In these last few years, she and I have reversed roles. Not that she needed me to become her warden, but as my friend Kirsten reminds me, at some point we start treating our parents like toddlers – and not in a good way. They’re a little slower, a little more forgetful. I’d become impatient, which had morphed into a kind of superiority.

In my better moments, I ask myself, why shouldn’t my mother at 86 be trying to continue to wake up, and pay attention to what her body is telling her? And why shouldn’t I, at 62, think that message isn’t for me?”

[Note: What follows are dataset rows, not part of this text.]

fn parse_header(line: LogicalLine) -> Block {
    let cell = &line.cells[0];
    let name: String = cell.value.trim_matches(|c: char| c == '*' || c.is_whitespace()).to_string();
    let normalized = name.to_lowercase();
    let (section, token_kind) = match normalized.as_str() {
        "settings" | "setting" => (SectionKind::Settings, TokenType::SettingHeader),
        "variables" | "variable" => (SectionKind::Variables, TokenType::VariableHeader),
        "test cases" | "test case" => (SectionKind::TestCases, TokenType::TestCaseHeader),
        "tasks" | "task" => (SectionKind::Tasks, TokenType::TaskHeader),
        "keywords" | "keyword" => (SectionKind::Keywords, TokenType::KeywordHeader),
        "comments" | "comment" => (SectionKind::Comments, TokenType::CommentHeader),
        _ => (SectionKind::Invalid, TokenType::InvalidHeader),
    };
    let mut tokens = vec![cell.token(token_kind)];
    tokens.extend(line.comments);
    let mut header = Statement::new(StatementKind::SectionHeader, tokens);
    if section == SectionKind::Invalid {
        header = header.with_error(format!(
            "Unrecognized section header '{}'. Valid sections: 'Settings', 'Variables', 'Test Cases', 'Tasks', 'Keywords' and 'Comments'.",
            cell.value
        ));
    }
    Block::new(BlockKind::Section(section), Some(header))
}

fn comment_statement(line: LogicalLine) -> Statement {
    let mut tokens: Vec<Token> = line.cells.iter().map(|c| c.token(TokenType::Comment)).collect();
    tokens.extend(line.comments);
    Statement::new(StatementKind::Comment, tokens)
}

fn error_statement(line: LogicalLine, message: &str) -> Statement {
    let mut tokens: Vec<Token> = line.cells.iter().map(|c| c.token(TokenType::Error)).collect();
    tokens.extend(line.comments);
    Statement::new(StatementKind::Error, tokens).with_error(message)
}

fn normalize_setting(value: &str) -> String {
    value
        .trim_end_matches(':')
        .split_whitespace()
        .collect::<Vec<_>>()
        .join(" ")
        .to_lowercase()
}

fn parse_setting(line: LogicalLine) -> Statement {
    let LogicalLine { cells, comments, .. } = line;
    let Some(first) = cells.first() else {
        return Statement::new(StatementKind::Comment, comments);
    };
    let rest = &cells[1..];
    let setting = normalize_setting(&first.value);

    let mut statement = match setting.as_str() {
        "library" => import_statement(StatementKind::LibraryImport, TokenType::Library, first, rest, true),
        "resource" => {
            let mut s = import_statement(StatementKind::ResourceImport, TokenType::Resource, first, rest, false);
            if rest.len() > 1 {
                s = s.with_error("Setting 'Resource' accepts only one value.");
            }
            s
        }
        "variables" => import_statement(StatementKind::VariablesImport, TokenType::Variables, first, rest, false),
        "documentation" => simple(StatementKind::Documentation, TokenType::Documentation, first, rest),
        "metadata" => named(StatementKind::Metadata, TokenType::Metadata, first, rest),
        "suite setup" => named(StatementKind::SuiteSetup, TokenType::SuiteSetup, first, rest),
        "suite teardown" => named(StatementKind::SuiteTeardown, TokenType::SuiteTeardown, first, rest),
        "test setup" | "task setup" => named(StatementKind::TestSetup, TokenType::TestSetup, first, rest),
        "test teardown" | "task teardown" => named(StatementKind::TestTeardown, TokenType::TestTeardown, first, rest),
        "test template" | "task template" => named(StatementKind::TestTemplate, TokenType::TestTemplate, first, rest),
        "test timeout" | "task timeout" => simple(StatementKind::TestTimeout, TokenType::TestTimeout, first, rest),
        "force tags" => simple(StatementKind::ForceTags, TokenType::ForceTags, first, rest),
        "default tags" => simple(StatementKind::DefaultTags, TokenType::DefaultTags, first, rest),
        "test tags" | "task tags" => simple(StatementKind::TestTags, TokenType::TestTags, first, rest),
        "keyword tags" => simple(StatementKind::KeywordTags, TokenType::KeywordTags, first, rest),
        _ => {
            let tokens = cells.iter().map(|c| c.token(TokenType::Error)).collect();
            Statement::new(StatementKind::Error, tokens)
                .with_error(format!("Non-existing setting '{}'.", first.value))
        }
    };
    statement.tokens.extend(comments);
    statement
}

fn simple(kind: StatementKind, token_kind: TokenType, first: &RawCell, rest: &[RawCell]) -> Statement {
    let mut tokens = vec![first.token(token_kind)];
    tokens.extend(rest.iter().map(|c| c.token(TokenType::Argument)));
    Statement::new(kind, tokens)
}

/// `Setting    Name    arg    arg`
fn named(kind: StatementKind, token_kind: TokenType, first: &RawCell, rest: &[RawCell]) -> Statement {
    let mut tokens = vec![first.token(token_kind)];
    if let Some((name, args)) = rest.split_first() {
        tokens.push(name.token(TokenType::Name));
        tokens.extend(args.iter().map(|c| c.token(TokenType::Argument)));
    }
    Statement::new(kind, tokens)
}

fn import_statement(
    kind: StatementKind,
    token_kind: TokenType,
    first: &RawCell,
    rest: &[RawCell],
    allow_alias: bool,
) -> Statement {
    let mut tokens = vec![first.token(token_kind)];
    let Some((name, args)) = rest.split_first() else {
        return Statement::new(kind, tokens);
    };
    tokens.push(name.token(TokenType::Name));
    let mut iter = args.iter();
    while let Some(cell) = iter.next() {
        if allow_alias && (cell.value == "AS" || cell.value == "WITH NAME") {
            tokens.push(cell.token(TokenType::WithName));
            if let Some(alias) = iter.next() {
                tokens.push(alias.token(TokenType::Name));
            }
            tokens.extend(iter.by_ref().map(|c| c.token(TokenType::Error)));
            break;
        }
        tokens.push(cell.token(TokenType::Argument));
    }
    Statement::new(kind, tokens)
}

fn parse_variable(line: LogicalLine) -> Statement {
    let LogicalLine { cells, comments, .. } = line;
    let Some(first) = cells.first() else {
        return Statement::new(StatementKind::Comment, comments);
    };
    let mut statement = if is_assign(&first.value, false) {
        let name = strip_assign_mark(&first.value).to_string();
        let mut tokens = vec![Token::new(TokenType::Variable, name, first.lineno, first.col)];
        tokens.extend(cells[1..].iter().map(|c| c.token(TokenType::Argument)));
        Statement::new(StatementKind::Variable, tokens)
    } else {
        let tokens = cells.iter().map(|c| c.token(TokenType::Error)).collect();
        Statement::new(StatementKind::Error, tokens).with_error(format!("Invalid variable name '{}'.", first.value))
    };
    statement.tokens.extend(comments);
    statement
}

/// Accumulates the body of one test case or keyword, tracking open control
/// structures on a stack.
struct ItemBuilder {
    block: Block,
    stack: Vec<Block>,
    is_keyword: bool,
}

impl ItemBuilder {
    fn new(block: Block, is_keyword: bool) -> Self {
        Self {
            block,
            stack: Vec::new(),
            is_keyword,
        }
    }

    fn push_line(&mut self, line: LogicalLine) {
        let is_keyword = self.is_keyword;
        match classify_body_line(line, is_keyword) {
            Classified::Statement(statement) => self.push(statement),
            Classified::InlineIf(block) => self.push_node(Node::Block(block)),
        }
    }

    fn push_node(&mut self, node: Node) {
        match self.stack.last_mut() {
            Some(top) => top.body.push(node),
            None => self.block.body.push(node),
        }
    }

    fn top_kind(&self) -> Option<BlockKind> {
        self.stack.last().map(|b| b.kind)
    }

    /// Pop an open branch into its parent's branch list.
    fn fold_branch(&mut self) {
        if matches!(self.top_kind(), Some(BlockKind::IfBranch | BlockKind::TryBranch)) {
            if let Some(branch) = self.stack.pop() {
                if let Some(parent) = self.stack.last_mut() {
                    parent.branches.push(branch);
                }
            }
        }
    }

    /// Kind of the innermost open compound block, skipping branches.
    fn open_compound(&self) -> Option<BlockKind> {
        self.stack
            .iter()
            .rev()
            .map(|b| b.kind)
            .find(|k| !matches!(k, BlockKind::IfBranch | BlockKind::TryBranch))
    }

    fn push(&mut self, statement: Statement) {
        match statement.kind {
            StatementKind::ForHeader => self.stack.push(Block::new(BlockKind::For, Some(statement))),
            StatementKind::WhileHeader => self.stack.push(Block::new(BlockKind::While, Some(statement))),
            StatementKind::IfHeader => self.stack.push(Block::new(BlockKind::If, Some(statement))),
            StatementKind::TryHeader => self.stack.push(Block::new(BlockKind::Try, Some(statement))),
            StatementKind::ElseIfHeader | StatementKind::ElseHeader
                if self.open_compound() == Some(BlockKind::If) =>
            {
                self.fold_branch();
                self.stack.push(Block::new(BlockKind::IfBranch, Some(statement)));
            }
            StatementKind::ElseHeader | StatementKind::ExceptHeader | StatementKind::FinallyHeader
                if self.open_compound() == Some(BlockKind::Try) =>
            {
                self.fold_branch();
                self.stack.push(Block::new(BlockKind::TryBranch, Some(statement)));
            }
            StatementKind::ElseIfHeader
            | StatementKind::ElseHeader
            | StatementKind::ExceptHeader
            | StatementKind::FinallyHeader => {
                let marker = statement.tokens.first().map(|t| t.value.clone()).unwrap_or_default();
                let statement = Statement {
                    kind: StatementKind::Error,
                    ..statement
                }
                .with_error(format!("{marker} is not allowed in this context."));
                self.push_node(Node::Statement(statement));
            }
            StatementKind::End => {
                self.fold_branch();
                match self.stack.pop() {
                    Some(mut block) => {
                        block.end = Some(statement);
                        self.push_node(Node::Block(block));
                    }
                    None => {
                        let statement = Statement {
                            kind: StatementKind::Error,
                            ..statement
                        }
                        .with_error("END is not allowed in this context.");
                        self.push_node(Node::Statement(statement));
                    }
                }
            }
            _ => self.push_node(Node::Statement(statement)),
        }
    }

    fn finish(mut self) -> Block {
        while !self.stack.is_empty() {
            self.fold_branch();
            if let Some(mut block) = self.stack.pop() {
                let what = match block.kind {
                    BlockKind::For => "FOR loop",
                    BlockKind::While => "WHILE loop",
                    BlockKind::If => "IF",
                    BlockKind::Try => "TRY",
                    _ => "Block",
                };
                block.errors.push(format!("{what} must have closing END."));
                self.push_node(Node::Block(block));
            }
        }
        self.block
    }
}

There was a day last year when we were packing our suitcases, and I was quietly barking orders, avoiding eye contact, just wanting to get the job done. She turned to me with big eyes and said, “Laurie, I can’t feel you.” I caught my breath, and I turned toward her and instinctively put my arms around her.

I couldn’t feel myself either.

We stood there for a long minute, our arms around each other, and then she pulled me in even closer, her breasts smashed against mine.

Holding me tight, she began to murmur, like a mother does to a child, a soothing sound like she was trying to give me something. Then I felt it coming into me, and my body told me to let it in.

*Note to the reader: I am lucky to have a cherished group of writer friends who I can send my pieces to when I know there’s something I can feel in my work, but cannot see. I rely on these wise friends, as I have in this piece.